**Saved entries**
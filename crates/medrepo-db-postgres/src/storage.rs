//! PostgreSQL implementation of the storage engine traits.

use std::collections::HashMap;

use async_trait::async_trait;
use medrepo_core::ShardId;
use medrepo_search::{SearchIndexRow, SearchQuery};
use medrepo_storage::{
    EngineTransaction, ShardAssignment, ShardDirectory, StorageEngine, StorageError,
    StorageResult, StoredResource,
};
use sqlx_postgres::PgPool;
use tracing::{info, instrument};

use crate::config::PostgresConfig;
use crate::error::Result;
use crate::pool;
use crate::queries;
use crate::transaction::PostgresTransaction;

/// One provisioned shard: its pool and the schema the pool is pinned to.
#[derive(Debug, Clone)]
pub struct ShardPool {
    pub shard: ShardId,
    pub schema: String,
    pub pool: PgPool,
}

/// PostgreSQL storage engine.
///
/// Each shard is a schema with its own pool; the well-known shards live on
/// the default database and tenant shards wherever their configuration points.
/// The shard directory is the `shard_assignment` table of the global shard.
#[derive(Debug, Clone)]
pub struct PostgresStorage {
    order: Vec<ShardId>,
    shards: HashMap<ShardId, ShardPool>,
}

impl PostgresStorage {
    /// Connects a pool per configured shard.
    ///
    /// Schemas are not created here; the migration runner bootstraps them.
    ///
    /// # Errors
    ///
    /// Returns an error if the shard configuration is invalid or a pool
    /// cannot be created.
    #[instrument(skip(config), fields(shards = config.shards.len() + 3))]
    pub async fn connect(config: &PostgresConfig) -> Result<Self> {
        let mut pools = Vec::new();
        for (shard, url, schema) in config.resolved_shards()? {
            let pool = pool::create_pool(config, &url, &schema).await?;
            pools.push(ShardPool {
                shard,
                schema,
                pool,
            });
        }
        info!(shards = pools.len(), "PostgreSQL storage connected");
        Ok(Self::from_pools(pools))
    }

    /// Builds the engine from existing pools, in the given order.
    #[must_use]
    pub fn from_pools(pools: Vec<ShardPool>) -> Self {
        let order = pools.iter().map(|p| p.shard.clone()).collect();
        let shards = pools.into_iter().map(|p| (p.shard.clone(), p)).collect();
        Self { order, shards }
    }

    /// Returns the pool of a shard.
    pub fn shard_pool(&self, shard: &ShardId) -> StorageResult<&ShardPool> {
        self.shards.get(shard).ok_or_else(|| {
            StorageError::shard_unavailable(Some(shard.clone()), "shard is not provisioned")
        })
    }

    fn pool(&self, shard: &ShardId) -> StorageResult<&PgPool> {
        Ok(&self.shard_pool(shard)?.pool)
    }

    /// Closes every pool.
    pub async fn close(&self) {
        for pool in self.shards.values() {
            pool.pool.close().await;
        }
    }
}

#[async_trait]
impl StorageEngine for PostgresStorage {
    fn name(&self) -> &'static str {
        "postgres"
    }

    fn has_shard(&self, shard: &ShardId) -> bool {
        self.shards.contains_key(shard)
    }

    fn shards(&self) -> Vec<ShardId> {
        self.order.clone()
    }

    async fn begin(&self, shard: &ShardId) -> StorageResult<Box<dyn EngineTransaction>> {
        let tx = self.pool(shard)?.begin().await.map_err(|e| {
            StorageError::transaction_error(format!("Failed to begin transaction: {e}"))
        })?;
        Ok(Box::new(PostgresTransaction::new(shard.clone(), tx)))
    }

    async fn read_current(
        &self,
        shard: &ShardId,
        resource_type: &str,
        id: &str,
    ) -> StorageResult<Option<StoredResource>> {
        let pool = self.pool(shard)?;
        Ok(queries::crud::read_current(pool, resource_type, id).await?)
    }

    async fn read_version(
        &self,
        shard: &ShardId,
        resource_type: &str,
        id: &str,
        version_id: u64,
    ) -> StorageResult<Option<StoredResource>> {
        let pool = self.pool(shard)?;
        Ok(queries::crud::read_version(pool, resource_type, id, version_id).await?)
    }

    async fn history_page(
        &self,
        shard: &ShardId,
        resource_type: &str,
        id: &str,
        after: u64,
        up_to: u64,
        limit: usize,
    ) -> StorageResult<Vec<StoredResource>> {
        let pool = self.pool(shard)?;
        Ok(queries::history::history_page(pool, resource_type, id, after, up_to, limit).await?)
    }

    async fn index_rows(
        &self,
        shard: &ShardId,
        resource_type: &str,
        id: &str,
    ) -> StorageResult<Vec<SearchIndexRow>> {
        let pool = self.pool(shard)?;
        Ok(queries::index::index_rows(pool, resource_type, id).await?)
    }

    async fn search(
        &self,
        shard: &ShardId,
        query: &SearchQuery,
    ) -> StorageResult<Vec<StoredResource>> {
        let pool = self.pool(shard)?;
        Ok(queries::search::search(pool, query).await?)
    }
}

#[async_trait]
impl ShardDirectory for PostgresStorage {
    async fn lookup(&self, tenant_id: &str) -> StorageResult<Option<ShardAssignment>> {
        let pool = self.pool(&ShardId::global())?;
        Ok(queries::directory::lookup(pool, tenant_id).await?)
    }

    async fn upsert(&self, assignment: &ShardAssignment) -> StorageResult<()> {
        let pool = self.pool(&ShardId::global())?;
        Ok(queries::directory::upsert(pool, assignment).await?)
    }

    async fn list(&self) -> StorageResult<Vec<ShardAssignment>> {
        let pool = self.pool(&ShardId::global())?;
        Ok(queries::directory::list(pool).await?)
    }
}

**Task item**
The total wanted is the number of lines in the entries above that contain "info". Give it alone.

**Your solution**
2